Zoran Erić was born on 6 October 1950 in Belgrade. He started his musical education in Karlovac, Croatia, playing piano and violin. Erić studied composition in Belgrade with Stanojlo Rajičić at the Academy of Music (now Faculty of Music). During the studies he attended international summer courses at Orff-Institute in Salzburg (1976) and Witold Lutoslawski’s master class of composition in Grožnjan (1977).

He teaches at the University of Arts – Faculty of Music in Belgrade since 1976 (full-time professor of composition since 1992). He held seminars and lectures in children music creativity (Grožnjan 1979, 1980 with Milan Mihajlović), composition (Conservatory Eiresia, Athens 1996, Guildhall School of Music and Drama, London 2000, Summer School Sombor 2009) and electronic music (WUS project, FMU Belgrade 2004). Erić has been the member of juries for international competition "Premio Valentino Bucchi" (Rome), 1990, International Jeunesses Musicales Competition (1986 and 2007) as well as a selector of the festivals Music in Serbia (1987) and International Review of Composers (1994). He was Vice-Dean (Faculty of Music 1992–1998) and Vice-Rector (University of Arts 2000–2004).[2] He is presently Head of Department of Composition (since 2007),[1] member of the Executive Board of Serbian music copyright agency SOKOJ (since 2000) and artistic director of Belgrade Music Festival BEMUS (since 2011).

Composers Ana Mihajlović,[3] Jelena Jančić,[4] Goran Kapetanović, Tatjana Milošević,[5] Božidar Obradinović,[6] Szilard Mezei,[7] Vladimir Pejković,[8] Ivana Ognjanović[9] and Branka Popović,[10] among others have studied in Erić’s class. He has also worked with Aleksandra Vrebalov,[11] Ana Sokolović,[12] Anja Đorđević,[13] Marko Nikodijević,[14] Ivan Brkljačić,[15] Svetlana Savić[16] and Milan Aleksić.

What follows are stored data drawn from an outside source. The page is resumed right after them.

//! Plan entity types.
//!
//! A Plan is the unit record of the system - one goal with a title, a
//! free-text description, a 0-100 progress value, and a manual sort position.

use std::cmp::Ordering;

use chrono::{DateTime, Utc};
use serde::{Deserialize, Serialize};
use uuid::Uuid;

/// Upper bound of the progress range.
pub const MAX_PROGRESS: u8 = 100;

/// Clamp an arbitrary progress input into the 0..=100 range.
///
/// Out-of-range values are accepted and clamped rather than rejected, so a
/// slider or remote record can never produce an invalid stored value.
pub fn clamp_progress(value: i64) -> u8 {
    value.clamp(0, i64::from(MAX_PROGRESS)) as u8
}

/// A single goal-tracking record.
#[derive(Debug, Clone, PartialEq, Eq, Serialize, Deserialize)]
pub struct Plan {
    /// Store-assigned identifier; provisional entries carry a locally
    /// generated id until the insert is confirmed.
    pub id: Uuid,

    /// The principal that owns this plan. Every store operation is scoped to
    /// the owner; cross-principal access never reaches the client.
    pub owner: Uuid,

    /// Non-empty title, validated client-side before submission.
    pub title: String,

    /// Free-text description, may be empty.
    pub description: String,

    /// Completion percentage, always within 0..=100.
    pub progress: u8,

    /// Manual sequence position. Not required to be contiguous; ties are
    /// broken by `created_at`, then `id`.
    pub order: i64,

    /// Set once by the store at creation, never mutated.
    pub created_at: DateTime<Utc>,
}

impl Plan {
    /// Display ordering: ascending `order`, with a stable secondary sort so
    /// equal orders never flip between renders.
    pub fn display_cmp(&self, other: &Plan) -> Ordering {
        self.order
            .cmp(&other.order)
            .then(self.created_at.cmp(&other.created_at))
            .then(self.id.cmp(&other.id))
    }

    /// Whether this plan counts as completed.
    pub fn is_complete(&self) -> bool {
        self.progress >= MAX_PROGRESS
    }
}

/// Payload for creating a new plan. The store assigns `id`, `owner`, and
/// `created_at`.
#[derive(Debug, Clone, PartialEq, Eq, Serialize, Deserialize)]
pub struct PlanDraft {
    pub title: String,
    pub description: String,
    pub progress: u8,
    pub order: i64,
}

/// Sparse update payload; unset fields are left untouched by the store.
#[derive(Debug, Clone, Default, PartialEq, Eq, Serialize, Deserialize)]
pub struct PlanPatch {
    #[serde(skip_serializing_if = "Option::is_none")]
    pub title: Option<String>,

    #[serde(skip_serializing_if = "Option::is_none")]
    pub description: Option<String>,

    #[serde(skip_serializing_if = "Option::is_none")]
    pub progress: Option<u8>,

    #[serde(skip_serializing_if = "Option::is_none")]
    pub order: Option<i64>,
}

impl PlanPatch {
    /// A patch that only moves a plan to a new sequence position.
    pub fn order(order: i64) -> Self {
        Self {
            order: Some(order),
            ..Default::default()
        }
    }

    /// True when no field is set.
    pub fn is_empty(&self) -> bool {
        self.title.is_none()
            && self.description.is_none()
            && self.progress.is_none()
            && self.order.is_none()
    }

    /// Merge this patch into an existing plan.
    pub fn apply_to(&self, plan: &mut Plan) {
        if let Some(title) = &self.title {
            plan.title = title.clone();
        }
        if let Some(description) = &self.description {
            plan.description = description.clone();
        }
        if let Some(progress) = self.progress {
            plan.progress = progress.min(MAX_PROGRESS);
        }
        if let Some(order) = self.order {
            plan.order = order;
        }
    }
}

Emmanuel Pahud and Camerata Serbica: Rehearsal of Oberon Concerto in Kammermusiksaal der Berliner Philharmoniker

Erić's music has been performed widely across the world at major festivals and venues including Prague Spring International Music Festival, City of London Festival, Dubrovnik Summer Festival, Ohrid Summer Festival, Inter-Society for the Electronic Arts (ISEA 94),[17] BEMUS, ISCM World Music Days, Barbican Hall, Cankarjev dom (Ljubljana), Rector's Palace Atrium (Dubrovnik), Konserthuset (Stockholm), Vatroslav Lisinski Concert Hall (Zagreb), Kammermusiksaal der Berliner Philharmoniker, Church of St. Sophia (Ohrid), Wigmore Hall, De Ijsbreker, Sibelius Academy Chamber Music Hall (Helsinki), etc. by international artists including Belgrade Strings, St. George Strings, Irish Chamber Orchestra, Kreisler Strings, Zagreb Soloists, 12 Cellisten der Berliner Philharmoniker, Camerata Serbica, Collegium musicum female choir, Belgrade Philharmonic Orchestra, Živojin Zdravković, Dušan Miladinović, Keneth Jean, Pavle Dešpalj, James Judd, Uroš Lajovic, Aleksandar Pavlović, Bojan Suđić, Darinka Matić-Marović, David Takeno, So-Ock Kim, Malachy Robinson, Jon Bogdan Stefanescu, Marija Špengler, Arisa Fujita, Nebojša Ignjatović, Sophie Langdon, Miloš Petrović, Emanuel Pahud, Ljubiša Jovanović, Youngchang Cho, Aleksandar Madžar and Dejan Mlađenović among others.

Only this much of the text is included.